MEDIUM blockers fire if:

  • n_draws < 100 (insufficient for stable 2.5–97.5 percentiles).
  • Any scalar output's CI width > 3× its mean (suggests the priors dominate the data — modeler may need to tighten priors to data-consistent posteriors via MCMC, a Phase 3 job).
  • Any categorical output has dominance < 0.50 (coin-flip; writer must present as a genuine toss-up).

Round-2+ behavior

On re-runs, invoke with same --seed for reproducibility. Changes in uncertainty_report.yaml between rounds reflect either (a) modeler updates to outcome_fn or (b) registry parameter changes. Both are audit-visible in git history.

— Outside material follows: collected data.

use async_trait::async_trait;
use chrono::{DateTime, Utc};
use reqwest::Client;
use serde::Deserialize;
use std::time::Duration;
use tracing::instrument;

use crate::{
    error::LookupError,
    model::{LocationQuery, WeatherReading},
    provider::{ProviderId, fetch_current, http_client},
};

use super::WeatherProvider;

pub const DEFAULT_BASE_URL: &str = "https://api.openweathermap.org";

/// Calls OpenWeather's current-weather endpoint directly.
#[derive(Clone)]
pub struct OpenWeatherProvider {
    api_key: String,
    base_url: String,
    http: Client,
}

// Keep the key out of logs.
impl std::fmt::Debug for OpenWeatherProvider {
    fn fmt(&self, f: &mut std::fmt::Formatter<'_>) -> std::fmt::Result {
        f.debug_struct("OpenWeatherProvider")
            .field("base_url", &self.base_url)
            .finish_non_exhaustive()
    }
}

impl OpenWeatherProvider {
    pub fn new(
        api_key: String,
        base_url: impl Into<String>,
        timeout: Duration,
    ) -> Result<Self, LookupError> {
        Ok(Self {
            api_key,
            base_url: base_url.into(),
            http: http_client(timeout)?,
        })
    }

    fn endpoint(&self) -> String {
        format!("{}/data/2.5/weather", self.base_url.trim_end_matches('/'))
    }
}

#[async_trait]
impl WeatherProvider for OpenWeatherProvider {
    #[instrument(skip(self), fields(city = %query.city, country = %query.country))]
    async fn get_weather(&self, query: &LocationQuery) -> Result<WeatherReading, LookupError> {
        let q = format!("{},{}", query.city, query.country);
        let request = self
            .http
            .get(self.endpoint())
            .query(&[("q", q.as_str()), ("appid", self.api_key.as_str())]);

        fetch_current(request, ProviderId::OpenWeather).await
    }
}

#[derive(Debug, Deserialize)]
struct OwSys {
    country: String,
}

#[derive(Debug, Deserialize)]
struct OwMain {
    temp: f64,
    humidity: u8,
    pressure: u32,
}

#[derive(Debug, Deserialize)]
struct OwWind {
    speed: f64,
}

#[derive(Debug, Deserialize)]
struct OwWeather {
    main: Option<String>,
    description: Option<String>,
    icon: Option<String>,
}

#[derive(Debug, Deserialize)]
struct OwCurrentResponse {
    name: String,
    dt: Option<i64>,
    sys: OwSys,
    main: OwMain,
    wind: OwWind,
    weather: Vec<OwWeather>,
}

/// Decode the current-weather body shared by OpenWeather and the proxy.
///
/// Only `weather[0]` is used, and its `main`, `description` and `icon` must be present.
pub(crate) fn parse_current(body: &str) -> Result<WeatherReading, LookupError> {
    let parsed: OwCurrentResponse = serde_json::from_str(body)
        .map_err(|e| LookupError::MalformedResponse(e.to_string()))?;

    let condition = parsed.weather.into_iter().next().ok_or_else(|| {
        LookupError::MalformedResponse("response contained no weather conditions".to_string())
    })?;

    let condition_main = required(condition.main, "weather[0].main")?;
    let condition_description = required(condition.description, "weather[0].description")?;
    let icon_code = required(condition.icon, "weather[0].icon")?;

    Ok(WeatherReading {
        location_name: parsed.name,
        country_code: parsed.sys.country,
        temperature_kelvin: parsed.main.temp,
        humidity_percent: parsed.main.humidity,
        pressure_hpa: parsed.main.pressure,
        wind_speed_mps: parsed.wind.speed,
        condition_main,
        condition_description,
        icon_code,
        observed_at: parsed.dt.and_then(unix_to_utc),
    })
}

fn required(value: Option<String>, field: &str) -> Result<String, LookupError> {
    value.ok_or_else(|| LookupError::MalformedResponse(format!("missing field `{field}`")))
}

fn unix_to_utc(ts: i64) -> Option<DateTime<Utc>> {
    DateTime::from_timestamp(ts, 0)
}
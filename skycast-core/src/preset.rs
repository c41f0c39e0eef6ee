//! Maps a weather condition string to the background theme used when rendering.

use serde::Serialize;

#[derive(Debug, Clone, Copy, PartialEq, Eq, Hash, Default, Serialize)]
#[serde(rename_all = "snake_case")]
pub enum ConditionPreset {
    Clear,
    Clouds,
    Rain,
    Snow,
    Thunderstorm,
    #[default]
    Default,
}

/// Two-stop background gradient, hex colours.
#[derive(Debug, Clone, Copy, PartialEq, Eq, Serialize)]
pub struct Gradient {
    pub from: &'static str,
    pub to: &'static str,
}

#[derive(Debug, Clone, Copy, PartialEq, Eq, Serialize)]
#[serde(rename_all = "lowercase")]
pub enum ParticleDirection {
    None,
    Bottom,
}

#[derive(Debug, Clone, Copy, PartialEq, Serialize)]
pub struct ParticleSettings {
    pub count: u32,
    pub size: f32,
    pub color: &'static str,
    pub speed: f32,
    pub direction: ParticleDirection,
    pub opacity: f32,
}

const TABLE: &[(&str, ConditionPreset)] = &[
    ("clear", ConditionPreset::Clear),
    ("clear sky", ConditionPreset::Clear),
    ("clouds", ConditionPreset::Clouds),
    ("few clouds", ConditionPreset::Clouds),
    ("scattered clouds", ConditionPreset::Clouds),
    ("broken clouds", ConditionPreset::Clouds),
    ("overcast clouds", ConditionPreset::Clouds),
    ("rain", ConditionPreset::Rain),
    ("shower rain", ConditionPreset::Rain),
    ("light rain", ConditionPreset::Rain),
    ("drizzle", ConditionPreset::Rain),
    ("snow", ConditionPreset::Snow),
    ("light snow", ConditionPreset::Snow),
    ("thunderstorm", ConditionPreset::Thunderstorm),
];

impl ConditionPreset {
    /// Exact match after lowercasing; anything unknown gets [`ConditionPreset::Default`].
    pub fn resolve(condition: &str) -> Self {
        let key = condition.trim().to_lowercase();
        TABLE
            .iter()
            .find(|(name, _)| *name == key)
            .map(|(_, preset)| *preset)
            .unwrap_or_default()
    }

    /// Resolve `main` first, falling back to the longer description.
    pub fn resolve_reading(main: &str, description: &str) -> Self {
        match Self::resolve(main) {
            ConditionPreset::Default => Self::resolve(description),
            preset => preset,
        }
    }

    pub fn id(self) -> &'static str {
        match self {
            ConditionPreset::Clear => "clear",
            ConditionPreset::Clouds => "clouds",
            ConditionPreset::Rain => "rain",
            ConditionPreset::Snow => "snow",
            ConditionPreset::Thunderstorm => "thunderstorm",
            ConditionPreset::Default => "default",
        }
    }

    pub fn gradient(self) -> Gradient {
        let (from, to) = match self {
            ConditionPreset::Clear => ("#fde68a", "#38bdf8"),
            ConditionPreset::Clouds => ("#94a3b8", "#475569"),
            ConditionPreset::Rain => ("#1e3a8a", "#0f172a"),
            ConditionPreset::Snow => ("#e0f2fe", "#94a3b8"),
            ConditionPreset::Thunderstorm => ("#312e81", "#111827"),
            ConditionPreset::Default => ("#60a5fa", "#1d4ed8"),
        };
        Gradient { from, to }
    }

    pub fn particles(self) -> ParticleSettings {
        use ParticleDirection as Dir;

        let (count, size, color, speed, direction, opacity) = match self {
            ConditionPreset::Clear => (50, 4.0, "#facc15", 0.8, Dir::None, 0.7),
            ConditionPreset::Clouds => (60, 5.0, "#cbd5e1", 0.6, Dir::None, 0.5),
            ConditionPreset::Rain => (100, 2.0, "#60a5fa", 3.0, Dir::Bottom, 0.5),
            ConditionPreset::Snow => (150, 3.0, "#f3f4f6", 1.0, Dir::Bottom, 0.8),
            ConditionPreset::Thunderstorm => (80, 3.0, "#fbbf24", 5.0, Dir::None, 0.9),
            ConditionPreset::Default => (70, 3.0, "#93c5fd", 1.5, Dir::None, 0.6),
        };

        ParticleSettings {
            count,
            size,
            color,
            speed,
            direction,
            opacity,
        }
    }
}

Minimal policy on correlated priors

The current implementation samples each registered parameter independently. In reality some parameters are correlated (e.g., IRS and ITN efficacy share pyrethroid susceptibility mechanics). If you know a correlation exists and matters:

  1. Document it in citations.md ## Parameter Registry as a correlations: block (schema TBD — for now just narrative notes in the notes: field).
  2. Implement the correlation inside outcome_fn by transforming independently-sampled params into correlated ones at the top.

A future enhancement to propagate_uncertainty.py will support declared correlations at the registry level. Until then, correlated priors are the modeler's responsibility inside outcome_fn.